05 Sep 2002 - WCAG WG Teleconference Minutes

Present

on phone: loretta, bengt, cynthia, wendy, avi, andi, lisa, paul, gregg, jason, ben, preety, lee, matt may, john, mat mirabella

on irc: roberto scano (<rscano>)

Regrets

Eugenia

Action items

Alternatives to phone participation - by IP?

gv some people can only attend by IRC. perhaps we could set up an internet broadcast so that they can get the full audio, although it will be delayed.

gv candidates? how many platforms does netmeeting run on?

mm how many windows versions are there? :)

jw i know of a x-platform one, i can send the details.

<rscano> XP... just a new notebook buy today :D i use with some friends and in iwa www.paltalk.com that have rooms with audio/video support

next week's discussion with device indie

jw DIWG (device independence working group) is interesting in talking with us. we will meet jointly next week.

jw purpose of this discussion is to consider both group's activities (DIWG and WCAG WG) and what issues we want to bring to the discussion next week.

jw the 2 docs they have published publicy are...(refer to agenda)

  1. Device Independence Principles
  2. Authoring Scenarios for Device Independence
  3. jw's message to wai-gl re: DIWG

gv i have not reviewed the principles, one thing i saw earlier: it seemed focused on working w/different devices. it previously didn't divorce interface from content.
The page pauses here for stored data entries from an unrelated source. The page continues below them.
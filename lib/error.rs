pub type Result<T, LCDER> = core::result::Result<T, Error<LCDER>>;

#[derive(Debug)]
pub enum Error<LCD> {
    // Hw LCD error
    Lcd(LCD),
    // Trigger column outside of the capture buffer
    TriggerPosition,
    // Buffer
    BufferWrite,
}
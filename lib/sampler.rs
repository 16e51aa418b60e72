use crate::config::OVERSAMPLING;
use crate::Buffer;

/// Latest reading of both channels, kept as the sum of the oversampled
/// conversions so the mean stays exact.
#[derive(Debug, Clone, Copy, PartialEq, Eq)]
pub struct RawSample {
    sum_a: u16,
    sum_b: u16,
}

impl RawSample {
    /// Reading where every conversion returned `a` and `b`.
    pub fn new(a: u16, b: u16) -> Self {
        let n = OVERSAMPLING as u16;
        RawSample::from_sums(a * n, b * n)
    }

    pub fn from_sums(sum_a: u16, sum_b: u16) -> Self {
        RawSample { sum_a, sum_b }
    }

    pub fn sum_a(&self) -> u16 {
        self.sum_a
    }

    /// Mean of channel A, fractional part included.
    pub fn a(&self) -> f32 {
        self.sum_a as f32 / OVERSAMPLING as f32
    }

    pub fn b(&self) -> f32 {
        self.sum_b as f32 / OVERSAMPLING as f32
    }
}

pub struct Sampler {
    buffer: &'static Buffer,
}

impl Sampler {
    /// `buffer` is the circular DMA target, conversions interleaved as `[A, B]` pairs.
    pub fn new(buffer: &'static Buffer) -> Self {
        Sampler { buffer }
    }

    pub fn read(&self) -> RawSample {
        let (mut a, mut b) = (0u16, 0u16);
        for pair in 0..OVERSAMPLING {
            let (raw_a, raw_b) = self.get_raw_data(pair);
            a += raw_a;
            b += raw_b;
        }
        RawSample::from_sums(a, b)
    }

    fn get_raw_data(&self, pair: usize) -> (u16, u16) {
        // Written by DMA behind our back
        unsafe {
            (
                core::ptr::read_volatile(&self.buffer[2 * pair]),
                core::ptr::read_volatile(&self.buffer[2 * pair + 1]),
            )
        }
    }
}

#[cfg(test)]
mod tests {
    use super::*;

    static DMA: Buffer = [100, 4000, 104, 4002, 96, 3998, 100, 4004];
    static UNEVEN: Buffer = [100, 7, 101, 8, 101, 8, 101, 8];

    #[test]
    fn averages_each_channel() {
        let sampler = Sampler::new(&DMA);
        let sample = sampler.read();
        assert_eq!(sample, RawSample::new(100, 4001));
        assert_eq!(sample.a(), 100.0);
        assert_eq!(sample.b(), 4001.0);
    }

    #[test]
    fn mean_keeps_fraction() {
        let sample = Sampler::new(&UNEVEN).read();
        assert_eq!(sample.sum_a(), 403);
        assert_eq!(sample.a(), 100.75);
        assert_eq!(sample.b(), 7.75);
    }
}
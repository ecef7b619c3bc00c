//! Probe and metrics HTTP server
//!
//! Serves liveness, readiness and Prometheus endpoints for the controller.

mod handlers;
mod server;

pub use server::run_server;
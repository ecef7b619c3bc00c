//! Local node cache fed by the node watch stream
//!
//! The cache keeps an immutable [`NodeSnapshot`] per node. Snapshots are
//! replaced wholesale on every update and handed out as `Arc`s, so workers
//! can read them without holding the cache lock.

use std::collections::{BTreeMap, HashMap};
use std::sync::{Arc, PoisonError, RwLock};

use k8s_openapi::api::core::v1::Node;
use kube::runtime::watcher::Event;
use kube::ResourceExt;
use tokio::sync::watch;
use tracing::{debug, warn};

use super::taint::Taint;

/// Point-in-time view of a node, as far as this controller cares
#[derive(Clone, Debug, Default, PartialEq)]
pub struct NodeSnapshot {
    pub name: String,
    pub labels: BTreeMap<String, String>,
    pub annotations: BTreeMap<String, String>,
    pub taints: Vec<Taint>,
    /// Taints whose effect this controller does not model
    pub unmodeled_taints: usize,
    pub resource_version: Option<String>,
}

impl NodeSnapshot {
    pub fn from_node(node: &Node) -> Self {
        let raw_taints = node
            .spec
            .as_ref()
            .and_then(|spec| spec.taints.as_deref())
            .unwrap_or_default();
        let taints: Vec<Taint> = raw_taints.iter().filter_map(Taint::from_kube).collect();
        let unmodeled_taints = raw_taints.len() - taints.len();
        if unmodeled_taints > 0 {
            warn!(
                "Node {} has {} taint(s) with an unrecognized effect",
                node.name_any(),
                unmodeled_taints
            );
        }

        Self {
            name: node.name_any(),
            labels: node.labels().clone(),
            annotations: node.annotations().clone(),
            taints,
            unmodeled_taints,
            resource_version: node.resource_version(),
        }
    }

    /// Annotation value, treating a blank value as absent
    pub fn annotation(&self, key: &str) -> Option<&str> {
        self.annotations
            .get(key)
            .map(String::as_str)
            .filter(|value| !value.is_empty())
    }
}

#[derive(Default)]
struct Store {
    nodes: HashMap<String, Arc<NodeSnapshot>>,
    /// Snapshots collected during a (re)list, swapped in on `InitDone`
    relist: Option<HashMap<String, Arc<NodeSnapshot>>>,
}

/// Read-shared node cache; written only by the watch loop
pub struct NodeCache {
    store: RwLock<Store>,
    synced: watch::Sender<bool>,
}

impl Default for NodeCache {
    fn default() -> Self {
        Self::new()
    }
}

impl NodeCache {
    pub fn new() -> Self {
        let (synced, _) = watch::channel(false);
        Self {
            store: RwLock::new(Store::default()),
            synced,
        }
    }

    /// Current snapshot for `name`, or `None` if the node is gone
    pub fn get(&self, name: &str) -> Option<Arc<NodeSnapshot>> {
        self.store
            .read()
            .unwrap_or_else(PoisonError::into_inner)
            .nodes
            .get(name)
            .cloned()
    }

    pub fn len(&self) -> usize {
        self.store
            .read()
            .unwrap_or_else(PoisonError::into_inner)
            .nodes
            .len()
    }

    pub fn is_empty(&self) -> bool {
        self.len() == 0
    }

    /// True once the initial list has been fully loaded
    pub fn has_synced(&self) -> bool {
        *self.synced.borrow()
    }

    /// Resolves once the initial list has been fully loaded
    pub async fn wait_for_sync(&self) {
        let mut rx = self.synced.subscribe();
        // The sender lives in `self`, so this only fails if the cache is dropped
        let _ = rx.wait_for(|synced| *synced).await;
    }

    /// Apply a watch event and return the node names that need reconciling.
    ///
    /// A node is returned when it is new to the cache or its resource
    /// version changed. Deletions never produce work.
    pub fn apply(&self, event: Event<Node>) -> Vec<String> {
        let mut store = self.store.write().unwrap_or_else(PoisonError::into_inner);
        match event {
            Event::Init => {
                debug!("Node relist started");
                store.relist = Some(HashMap::new());
                Vec::new()
            }
            Event::InitApply(node) => {
                let snapshot = Arc::new(NodeSnapshot::from_node(&node));
                store
                    .relist
                    .get_or_insert_with(HashMap::new)
                    .insert(snapshot.name.clone(), snapshot);
                Vec::new()
            }
            Event::InitDone => {
                let fresh = store.relist.take().unwrap_or_default();
                let changed = fresh
                    .values()
                    .filter(|snapshot| !same_version(store.nodes.get(&snapshot.name), snapshot))
                    .map(|snapshot| snapshot.name.clone())
                    .collect();
                store.nodes = fresh;
                drop(store);

                debug!("Node relist complete");
                self.synced.send_replace(true);
                changed
            }
            Event::Apply(node) => {
                let snapshot = Arc::new(NodeSnapshot::from_node(&node));
                if same_version(store.nodes.get(&snapshot.name), &snapshot) {
                    return Vec::new();
                }
                let name = snapshot.name.clone();
                store.nodes.insert(name.clone(), snapshot);
                vec![name]
            }
            Event::Delete(node) => {
                let name = node.name_any();
                debug!("Node {} deleted", name);
                store.nodes.remove(&name);
                Vec::new()
            }
        }
    }
}

fn same_version(cached: Option<&Arc<NodeSnapshot>>, fresh: &NodeSnapshot) -> bool {
    match (cached, &fresh.resource_version) {
        (Some(cached), Some(version)) => cached.resource_version.as_ref() == Some(version),
        _ => false,
    }
}
//! Minimal-diff patch builders for node labels and taints
//!
//! Both builders are additive only: they never remove or rewrite a label or
//! taint that is absent from the desired state, so state owned by other
//! actors on the node is left alone. An empty patch means the node has
//! already converged and no API call should be made.

use std::collections::{BTreeMap, HashSet};

use super::taint::{Taint, TaintEffect};

/// Labels to set through a merge patch on `metadata.labels`
#[derive(Clone, Debug, Default, PartialEq, Eq)]
pub struct LabelMergePatch {
    pub labels: BTreeMap<String, String>,
}

impl LabelMergePatch {
    pub fn is_empty(&self) -> bool {
        self.labels.is_empty()
    }

    pub fn len(&self) -> usize {
        self.labels.len()
    }
}

/// Structural operations against the `spec.taints` array
#[derive(Clone, Debug, Default, PartialEq, Eq)]
pub enum TaintPatchOps {
    /// Node already carries every desired taint
    #[default]
    None,
    /// Node has no taints; create the whole array in one operation
    Replace(Vec<Taint>),
    /// Append each taint to the existing array
    Append(Vec<Taint>),
}

impl TaintPatchOps {
    pub fn is_empty(&self) -> bool {
        self.taints().is_empty()
    }

    /// Taints this patch adds to the node
    pub fn taints(&self) -> &[Taint] {
        match self {
            TaintPatchOps::None => &[],
            TaintPatchOps::Replace(taints) | TaintPatchOps::Append(taints) => taints,
        }
    }

    /// Force per-taint append operations, never a whole-array write
    pub fn into_append(self) -> Self {
        match self {
            TaintPatchOps::Replace(taints) => TaintPatchOps::Append(taints),
            other => other,
        }
    }
}

/// Desired labels whose key is missing from `current` or whose value differs.
pub fn diff_labels(
    current: &BTreeMap<String, String>,
    desired: &BTreeMap<String, String>,
) -> LabelMergePatch {
    let labels = desired
        .iter()
        .filter(|(key, value)| current.get(*key) != Some(*value))
        .map(|(key, value)| (key.clone(), value.clone()))
        .collect();

    LabelMergePatch { labels }
}

/// Desired taints whose `(key, effect)` is not already on the node.
///
/// Existing taints are matched on key and effect only, so a taint with a
/// different value is left untouched. Duplicates within `desired` collapse
/// to a single addition at the first position, carrying the last value.
pub fn diff_taints(current: &[Taint], desired: &[Taint]) -> TaintPatchOps {
    let existing: HashSet<(&str, TaintEffect)> = current.iter().map(Taint::identity).collect();

    let mut additions: Vec<Taint> = Vec::new();
    for taint in desired {
        if existing.contains(&taint.identity()) {
            continue;
        }
        match additions
            .iter_mut()
            .find(|added| added.identity() == taint.identity())
        {
            Some(added) => added.value = taint.value.clone(),
            None => additions.push(taint.clone()),
        }
    }

    if additions.is_empty() {
        TaintPatchOps::None
    } else if current.is_empty() {
        TaintPatchOps::Replace(additions)
    } else {
        TaintPatchOps::Append(additions)
    }
}

#[cfg(test)]
mod tests {
    use super::*;

    fn labels(pairs: &[(&str, &str)]) -> BTreeMap<String, String> {
        pairs
            .iter()
            .map(|(k, v)| (k.to_string(), v.to_string()))
            .collect()
    }

    #[test]
    fn test_diff_labels_adds_missing() {
        let current = labels(&[("kubernetes.io/os", "linux")]);
        let desired = labels(&[("topology.kubernetes.io/zone", "us-east-1")]);

        let patch = diff_labels(&current, &desired);
        assert_eq!(patch.labels, desired);
    }

    #[test]
    fn test_diff_labels_updates_divergent_values() {
        let current = labels(&[("zone", "us-west-2"), ("legacy-zone", "us-east-1")]);
        let desired = labels(&[("zone", "us-east-1"), ("legacy-zone", "us-east-1")]);

        let patch = diff_labels(&current, &desired);
        assert_eq!(patch.labels, labels(&[("zone", "us-east-1")]));
    }

    #[test]
    fn test_diff_labels_converged_is_empty() {
        let current = labels(&[("zone", "us-east-1"), ("other", "x")]);
        let desired = labels(&[("zone", "us-east-1")]);

        assert!(diff_labels(&current, &desired).is_empty());
    }

    #[test]
    fn test_diff_labels_never_removes() {
        let current = labels(&[("owned-by-someone-else", "yes")]);
        let patch = diff_labels(&current, &BTreeMap::new());
        assert!(patch.is_empty());
    }

    #[test]
    fn test_diff_taints_replaces_when_node_has_none() {
        let desired = vec![Taint::new("dedicated", "clickhouse", TaintEffect::NoSchedule)];

        assert_eq!(
            diff_taints(&[], &desired),
            TaintPatchOps::Replace(desired.clone())
        );
    }

    #[test]
    fn test_diff_taints_appends_when_node_has_taints() {
        let current = vec![Taint::new(
            "node.kubernetes.io/unreachable",
            "",
            TaintEffect::NoExecute,
        )];
        let desired = vec![Taint::new("dedicated", "clickhouse", TaintEffect::NoSchedule)];

        assert_eq!(
            diff_taints(&current, &desired),
            TaintPatchOps::Append(desired.clone())
        );
    }

    #[test]
    fn test_diff_taints_matches_on_key_and_effect_only() {
        let current = vec![Taint::new("dedicated", "kafka", TaintEffect::NoSchedule)];
        let desired = vec![
            Taint::new("dedicated", "clickhouse", TaintEffect::NoSchedule),
            Taint::new("dedicated", "clickhouse", TaintEffect::NoExecute),
        ];

        assert_eq!(
            diff_taints(&current, &desired),
            TaintPatchOps::Append(vec![Taint::new(
                "dedicated",
                "clickhouse",
                TaintEffect::NoExecute
            )])
        );
    }

    #[test]
    fn test_diff_taints_converged_is_empty() {
        let current = vec![Taint::new("dedicated", "clickhouse", TaintEffect::NoSchedule)];
        let patch = diff_taints(&current, &current.clone());
        assert!(patch.is_empty());
        assert_eq!(patch, TaintPatchOps::None);
    }

    #[test]
    fn test_diff_taints_collapses_duplicate_desired() {
        let desired = vec![
            Taint::new("a", "1", TaintEffect::NoSchedule),
            Taint::new("b", "", TaintEffect::NoSchedule),
            Taint::new("a", "2", TaintEffect::NoSchedule),
        ];

        assert_eq!(
            diff_taints(&[], &desired).taints(),
            &[
                Taint::new("a", "2", TaintEffect::NoSchedule),
                Taint::new("b", "", TaintEffect::NoSchedule),
            ]
        );
    }

    #[test]
    fn test_into_append() {
        let taints = vec![Taint::new("a", "", TaintEffect::NoSchedule)];
        assert_eq!(
            TaintPatchOps::Replace(taints.clone()).into_append(),
            TaintPatchOps::Append(taints)
        );
        assert_eq!(TaintPatchOps::None.into_append(), TaintPatchOps::None);
    }
}
//! Error types for the node label controller

use thiserror::Error;

use crate::controller::taint::TaintParseError;

#[derive(Error, Debug)]
pub enum Error {
    /// Kubernetes API or transport error
    #[error("Kubernetes API error: {0}")]
    KubeError(#[from] kube::Error),

    /// Failed to serialize a patch body
    #[error("Serialization error: {0}")]
    SerializationError(#[from] serde_json::Error),

    /// Taint annotation did not match the taint grammar
    #[error("Invalid taint annotation: {0}")]
    TaintParseError(#[from] TaintParseError),

    /// Invalid controller or client configuration
    #[error("Configuration error: {0}")]
    ConfigError(String),

    /// The node cache never completed its initial list
    #[error("Cache sync failed: {0}")]
    CacheSyncError(String),

    /// The node watch stream failed
    #[error("Watch error: {0}")]
    WatchError(String),
}

pub type Result<T> = std::result::Result<T, Error>;

impl Error {
    /// Whether retrying the same operation later can reasonably succeed
    pub fn is_retriable(&self) -> bool {
        match self {
            Error::KubeError(kube::Error::Api(resp)) => {
                // 409 Conflict and 429 TooManyRequests clear up on their own
                !(400..500).contains(&resp.code) || resp.code == 409 || resp.code == 429
            }
            Error::KubeError(_) => true,
            Error::SerializationError(_) => true,
            Error::WatchError(_) => true,
            Error::TaintParseError(_) | Error::ConfigError(_) | Error::CacheSyncError(_) => false,
        }
    }

    /// Short category label used for logs and metrics
    pub fn kind(&self) -> &'static str {
        match self {
            Error::KubeError(_) => "kube",
            Error::SerializationError(_) => "serialization",
            Error::TaintParseError(_) => "taint_parse",
            Error::ConfigError(_) => "config",
            Error::CacheSyncError(_) => "cache_sync",
            Error::WatchError(_) => "watch",
        }
    }
}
gv have things accessible either through keyboard or through a mouse.

gv still true?

ls it's much better.

ls it is not technology specific. i had a quick look over it.

<rscano> un point 1.2 of their goals: "The general phrase "device independence" is used for this, although the access mechanisms may include a diversity of devices, user agents, channels, modalities, formats etc."

ls differences: their emphasis is primarily on device indie and ours is on scenario independence. interesting for how the 2 could mesh.

ls if device indie are you de facto accessible?

ls like in wcag 2.0 we are not talking about any particular technology, more into general principles.

ls functional presentation.

ls lots of customization - preferences. bewteen them those principles covers a lot of ours.

wac how is "comprehension" part of "functional presentation"

cs get info to the device not necessarily to the user.

ls right, that's what i'm refering to with "scenario"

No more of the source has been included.